[Rarebooks] fa: BROADSIDE BALLADS - Nautical, Galvanic, etc. - ca. 1795-1840

Ardwight Chamberlain ardchamber at earthlink.net
Thu Mar 27 10:33:24 EDT 2014


Listed now, auction ending Sunday, March 30. More details and images can be found at the URL below or by searching under the seller name arch_in_la.

http://tinyurl.com/kqrbxkk

Thanks again,
Ardwight Chamberlain
L.A.


2 BROADSIDE STREET BALLADS ca 1795 King John and the Abbot + The Slighted Father
Two large, relatively early broadside ballads: KING JOHN, AND THE ABBOT OF CANTERBURY [London: 1795?] and THE SLIGHTED FATHER, OR THE UNNATURAL SON JUSTLY RECLAIMED [London: 1796?]. Possibly by the same printer. Measuring ca. 30 x 19 cm and 30 x 22 cm. Tipped onto card, light soiling and creasing; the first with a small hole at center-right, the second with a short closed edge-tear at upper-right.
The first, inspired by King John's notorious penchant for confiscating church property, is an English folk song dating back to at least the 16th century. The second, on the ever-popular theme of cruel and ungrateful children, begins, "A Wealthy man of late, we hear, / Liv'd in the midst of devonshire..."

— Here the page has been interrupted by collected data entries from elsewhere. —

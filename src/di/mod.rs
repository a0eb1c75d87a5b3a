mod container;

pub use container::Container;
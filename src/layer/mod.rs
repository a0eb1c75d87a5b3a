//! Tower middleware that makes an [`ExceptionFilter`] the terminal error
//! handler of an axum router.
//!
//! Two kinds of failure are intercepted:
//!
//! - the inner service resolving to `Err(e)`, as guard-style middleware does
//! - a handler returning an [`ErrorEvent`], whose response carries the
//!   [`EscapedError`] marker
//!
//! ```rust,ignore
//! let app = Router::new()
//!     .route("/users/{id}", get(find_user))
//!     .fallback(route_not_found)
//!     .layer(ErrorHandleLayer::new(Arc::new(responder)));
//! ```

use crate::di::Container;
use crate::error::Result;
use crate::exception::{ErrorEvent, EscapedError, ExceptionFilter};
use crate::request::{BodyFormat, RequestSnapshot};
use axum::BoxError;
use axum::body::{Body, Bytes};
use axum::http::{Method, Request, Uri, header, request::Parts};
use axum::response::Response;
use std::convert::Infallible;
use std::future::Future;
use std::pin::Pin;
use std::sync::Arc;
use std::task::{Context, Poll, ready};
use tower::{Layer, Service};

/// Bodies up to this size are buffered so form and JSON fields can be logged.
pub const DEFAULT_BODY_LIMIT: usize = 64 * 1024;

/// Tower Layer for the terminal error handler
#[derive(Clone)]
pub struct ErrorHandleLayer {
    filter: Arc<dyn ExceptionFilter>,
    body_limit: usize,
}

impl ErrorHandleLayer {
    pub fn new(filter: Arc<dyn ExceptionFilter>) -> Self {
        Self {
            filter,
            body_limit: DEFAULT_BODY_LIMIT,
        }
    }

    /// Use the filter registered by
    /// [`RestApiErrorHandleModule`](crate::module::RestApiErrorHandleModule).
    ///
    /// # Errors
    /// Returns `DependencyNotFound` if no `ExceptionFilter` is registered.
    pub fn from_container(container: &Container) -> Result<Self> {
        container.resolve::<dyn ExceptionFilter>().map(Self::new)
    }

    /// Largest body (by `Content-Length`) buffered for the snapshot. Larger or
    /// unsized bodies stream through untouched.
    pub fn body_limit(mut self, limit: usize) -> Self {
        self.body_limit = limit;
        self
    }
}

impl<S> Layer<S> for ErrorHandleLayer {
    type Service = ErrorHandleService<S>;

    fn layer(&self, inner: S) -> Self::Service {
        ErrorHandleService {
            inner,
            filter: Arc::clone(&self.filter),
            body_limit: self.body_limit,
            ready_error: None,
        }
    }
}

pub struct ErrorHandleService<S> {
    inner: S,
    filter: Arc<dyn ExceptionFilter>,
    body_limit: usize,
    // Readiness failure, reported on the next call
    ready_error: Option<BoxError>,
}

impl<S: Clone> Clone for ErrorHandleService<S> {
    fn clone(&self) -> Self {
        Self {
            inner: self.inner.clone(),
            filter: Arc::clone(&self.filter),
            body_limit: self.body_limit,
            ready_error: None,
        }
    }
}

impl<S> Service<Request<Body>> for ErrorHandleService<S>
where
    S: Service<Request<Body>, Response = Response> + Clone + Send + 'static,
    S::Future: Send + 'static,
    S::Error: Into<BoxError>,
{
    type Response = Response;
    type Error = Infallible;
    type Future = Pin<Box<dyn Future<Output = std::result::Result<Response, Infallible>> + Send>>;

    fn poll_ready(&mut self, cx: &mut Context<'_>) -> Poll<std::result::Result<(), Infallible>> {
        if let Err(e) = ready!(self.inner.poll_ready(cx)) {
            self.ready_error = Some(e.into());
        }
        Poll::Ready(Ok(()))
    }

    fn call(&mut self, request: Request<Body>) -> Self::Future {
        let filter = Arc::clone(&self.filter);
        let body_limit = self.body_limit;
        let ready_error = self.ready_error.take();

        // The instance driven by poll_ready serves this call
        let clone = self.inner.clone();
        let mut inner = std::mem::replace(&mut self.inner, clone);

        Box::pin(async move {
            let (parts, body) = request.into_parts();
            let head = parts.clone();

            if let Some(error) = ready_error {
                return Ok(respond(&*filter, &head, None, &ErrorEvent::from_boxed(error)));
            }

            let (buffered, body) = match buffer_body(&parts, body, body_limit).await {
                Ok(buffered) => buffered,
                Err(error) => {
                    tracing::debug!("failed to buffer request body: {}", error);
                    return Ok(respond(&*filter, &head, None, &ErrorEvent::from_error(&error)));
                }
            };

            match inner.call(Request::from_parts(parts, body)).await {
                Ok(mut response) => match response.extensions_mut().remove::<EscapedError>() {
                    Some(EscapedError(event)) => {
                        Ok(respond(&*filter, &head, buffered.as_deref(), &event))
                    }
                    None => Ok(response),
                },
                Err(error) => {
                    let event = ErrorEvent::from_boxed(error.into());
                    Ok(respond(&*filter, &head, buffered.as_deref(), &event))
                }
            }
        })
    }
}

fn respond(
    filter: &dyn ExceptionFilter,
    head: &Parts,
    body: Option<&[u8]>,
    error: &ErrorEvent,
) -> Response {
    let snapshot = RequestSnapshot::capture(head, body);
    filter.catch(&snapshot, error)
}

async fn buffer_body(
    parts: &Parts,
    body: Body,
    limit: usize,
) -> std::result::Result<(Option<Bytes>, Body), axum::Error> {
    let declared = parts
        .headers
        .get(header::CONTENT_LENGTH)
        .and_then(|v| v.to_str().ok())
        .and_then(|v| v.parse::<usize>().ok());

    match (BodyFormat::of(&parts.headers), declared) {
        (Some(_), Some(len)) if len <= limit => {
            let bytes = axum::body::to_bytes(body, limit).await?;
            Ok((Some(bytes.clone()), Body::from(bytes)))
        }
        _ => Ok((None, body)),
    }
}

/// Router fallback: raises a routing not-found error for the layer to render.
pub async fn route_not_found(method: Method, uri: Uri) -> ErrorEvent {
    ErrorEvent::route_not_found(format!("No route found for \"{method} {}\"", uri.path()))
}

4 BROADSIDE BALLADS on NAUTICAL THEMES ca. 1840s - Life on the Ocean Waves, etc.
Four Victorian broadside street ballads having to do with sailors, the loves they left behind, storms at sea, etc. Various sizes (ca. 24 x 9 cm); ca. 1840s; woodcut illustrations.
A Life on the Ocean Wave. Liverpool: W. MCall, Printer… Shops & Hawkers supplied. Mounted at the corners on paper, with another broadside on the reverse: The Scaffold. [n.p.]. Dust-soiling. "Hark to the clinking of the hammers, / Hark to the driving of nails, / The men are erecting a gallow, / In one of her Majesty's gaols..."
Death of Parker. Preston: Harkness, Printer, 121 Church Street.
The Sailor Boy and his Faithful Mary. Preston: [Harkness,] Printed at 121 Church-street.
Lovely Nancy. [Manchester:] Swindells, Printer.


THE GALVANIC RING - STREET BALLAD BROADSIDE ca. 1845 re. GALVANISM
It cures the old, it cures the young,
It makes maids to dance and sing,
It makes lazy folks to go to work,
Does this Galvanic Ring.

The Galvanic Ring. Preston: Harkness, Printer, 121 Church Street, [ca. 1845]. One sheet, ca 25x10 cm; woodcut illustration with [later?] hand-coloring. A Victorian broadside extolling the virtues of this popular cure-all of the period. Perhaps intended ironically.

But this is the greatest cure of all, a man condemned to die,
Bought a Magic Ring, and saved his life, for the knot the[y] could not tie;
A man drove back the new police, another queered the judge,
And a thousand other things will prove the Galvanic Ring's no fudge.